Benediction

Dip into Kent Haruf's new novel, Benediction, then look at a photo of eastern Colorado's high plains, and you think, "Of course." Of course, from this landscape of heat and light and ice and vistas comes this plain and powerful book. All straight lines and spare prose, Benediction takes place during a single summer, an arc of time in which nothing much happens but everything changes.

 

We enter the tiny town of Holt, Colorado (or re-enter, if you've read any of Haruf's previous four novels) just as Dad Lewis, the elderly owner of the local hardware store, learns he's dying of cancer. A few months, the doctor figures. Nothing anyone can do. So Dad and his wife, Mary, head home, drive "out from Denver away from the mountains, back onto the high plains: sagebrush and soapweed and blue grama and buffalo grass in the pastures, wheat and corn in the planted fields."

 

Bit by bit, Dad's family and friends gather. Dad's adult daughter, Lorraine, arrives from the city. Her presence, while welcome, drives home the decades-long absence of her brother, Frank, who left home after high school and never came back. Next door, Berta May has just taken in her orphaned eight-year-old granddaughter, Alice. Across town, a new preacher, sent to Holt from a city parish for a fresh start, is about to start making the same old mistakes.

 

There's setup enough for a soap opera's worth of plots, but that's not Haruf's way. Instead we're offered life as a patchwork of trial and error, mistakes and serendipity. And, for a lucky few, the chance to make amends. A shopping trip to buy Alice some new summer clothes packs as much of a punch as Mary's drive to Denver in a last attempt to find Frank. When, on a scorching summer afternoon, the women move from the heat of the house to a backyard picnic, it's a series of quiet scenes in which a universe unfolds. 

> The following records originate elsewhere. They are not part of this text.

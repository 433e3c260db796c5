pub mod disputes;
pub mod listings;
pub mod order_items;
pub mod order_status_history;
pub mod orders;
pub mod payments;
pub mod users;

pub use disputes::Entity as Disputes;
pub use listings::Entity as Listings;
pub use order_items::Entity as OrderItems;
pub use order_status_history::Entity as OrderStatusHistory;
pub use orders::Entity as Orders;
pub use payments::Entity as Payments;
pub use users::Entity as Users;
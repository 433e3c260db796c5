use std::{env, path::PathBuf, str::FromStr, time::Duration};

#[derive(Debug, Clone)]
pub struct AppConfig {
    /// When unset the server runs against the in-memory store.
    pub database_url: Option<String>,
    pub host: String,
    pub port: u16,
    /// Directory of `.sql` files applied at startup.
    pub migrations_dir: PathBuf,
    pub engine: EngineConfig,
}

/// Knobs of the order engine itself, independent of transport and storage.
#[derive(Debug, Clone)]
pub struct EngineConfig {
    /// Grace period after delivery before escrow is auto-released.
    pub auto_release_days: i32,
    /// Tax on the subtotal, in basis points (1500 = 15%).
    pub tax_rate_bps: i64,
    /// How many times a mutation is re-evaluated after losing a commit race.
    pub commit_attempts: u32,
    pub sweep_interval: Duration,
    pub currency: String,
}

impl Default for EngineConfig {
    fn default() -> Self {
        Self {
            auto_release_days: 7,
            tax_rate_bps: 1500,
            commit_attempts: 3,
            sweep_interval: Duration::from_secs(3600),
            currency: "ZAR".to_string(),
        }
    }
}

/// Reads `key` and parses it. Unset or empty values yield `None`; a value
/// that is present but malformed is an error rather than a silent default.
fn parsed<T>(key: &str) -> anyhow::Result<Option<T>>
where
    T: FromStr,
    T::Err: std::fmt::Display,
{
    parse_value(key, env::var(key).ok())
}

fn parse_value<T>(key: &str, raw: Option<String>) -> anyhow::Result<Option<T>>
where
    T: FromStr,
    T::Err: std::fmt::Display,
{
    match raw.as_deref().map(str::trim) {
        None | Some("") => Ok(None),
        Some(value) => value
            .parse::<T>()
            .map(Some)
            .map_err(|err| anyhow::anyhow!("{key}={value:?} is invalid: {err}")),
    }
}

impl EngineConfig {
    pub fn from_env() -> anyhow::Result<Self> {
        let defaults = Self::default();
        let config = Self {
            auto_release_days: parsed("AUTO_RELEASE_DAYS")?.unwrap_or(defaults.auto_release_days),
            tax_rate_bps: parsed("TAX_RATE_BPS")?.unwrap_or(defaults.tax_rate_bps),
            commit_attempts: parsed("COMMIT_ATTEMPTS")?.unwrap_or(defaults.commit_attempts),
            sweep_interval: parsed("SWEEP_INTERVAL_SECS")?
                .map(Duration::from_secs)
                .unwrap_or(defaults.sweep_interval),
            currency: env::var("CURRENCY").unwrap_or(defaults.currency),
        };
        config.validate()?;
        Ok(config)
    }

    pub fn validate(&self) -> anyhow::Result<()> {
        if !(0..=365).contains(&self.auto_release_days) {
            anyhow::bail!("AUTO_RELEASE_DAYS must be between 0 and 365");
        }
        if !(0..=10_000).contains(&self.tax_rate_bps) {
            anyhow::bail!("TAX_RATE_BPS must be between 0 and 10000");
        }
        if self.commit_attempts == 0 {
            anyhow::bail!("COMMIT_ATTEMPTS must be at least 1");
        }
        if self.sweep_interval.is_zero() {
            anyhow::bail!("SWEEP_INTERVAL_SECS must be greater than zero");
        }
        if self.currency.trim().is_empty() {
            anyhow::bail!("CURRENCY must not be empty");
        }
        Ok(())
    }
}

impl AppConfig {
    pub fn from_env() -> anyhow::Result<Self> {
        let database_url = env::var("DATABASE_URL").ok().filter(|url| !url.is_empty());
        let host = env::var("APP_HOST").unwrap_or_else(|_| "127.0.0.1".to_string());
        let port = parsed("APP_PORT")?.unwrap_or(3000);
        let migrations_dir = env::var("MIGRATIONS_DIR")
            .ok()
            .filter(|dir| !dir.is_empty())
            .map(PathBuf::from)
            .unwrap_or_else(|| PathBuf::from("migrations"));
        let engine = EngineConfig::from_env()?;
        Ok(Self {
            port,
            database_url,
            host,
            migrations_dir,
            engine,
        })
    }
}

#[cfg(test)]
mod tests {
    use super::*;

    #[test]
    fn malformed_values_are_rejected() {
        let err = parse_value::<i64>("TAX_RATE_BPS", Some("15%".into())).unwrap_err();
        assert!(err.to_string().contains("TAX_RATE_BPS"));
        assert_eq!(parse_value::<i64>("TAX_RATE_BPS", Some(" 1400 ".into())).unwrap(), Some(1400));
        assert_eq!(parse_value::<i64>("TAX_RATE_BPS", Some(String::new())).unwrap(), None);
        assert_eq!(parse_value::<i64>("TAX_RATE_BPS", None).unwrap(), None);
    }

    #[test]
    fn out_of_range_engine_settings_fail_validation() {
        assert!(EngineConfig::default().validate().is_ok());

        let negative_tax = EngineConfig {
            tax_rate_bps: -1,
            ..EngineConfig::default()
        };
        assert!(negative_tax.validate().is_err());

        let no_interval = EngineConfig {
            sweep_interval: Duration::ZERO,
            ..EngineConfig::default()
        };
        assert!(no_interval.validate().is_err());

        let long_grace = EngineConfig {
            auto_release_days: 366,
            ..EngineConfig::default()
        };
        assert!(long_grace.validate().is_err());
    }
}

They brought out glasses and silverware and salt and pepper shakers and a dish of pickle relish and pink cloth napkins and iced tea in a glass pitcher…. Over them lay the shade of the tree, dappling and swaying when there was a breeze at this noon hour.

Later, goaded by the heat, the women go swimming in a stock tank. The oldest skinny-dips for the first time in her life. Alice, the youngest, learns how to float, "half-submerged, her blue eyes open to the blue sky."

 

There's a mythic quality to this landscape, and in Benediction, as in Haruf's previous four novels -- The Tie That Binds, Where You Once Belonged, Plainsong, and Eventide-- there's poetry. It's the restraint of the novelist's storytelling that provides its power, and its grace.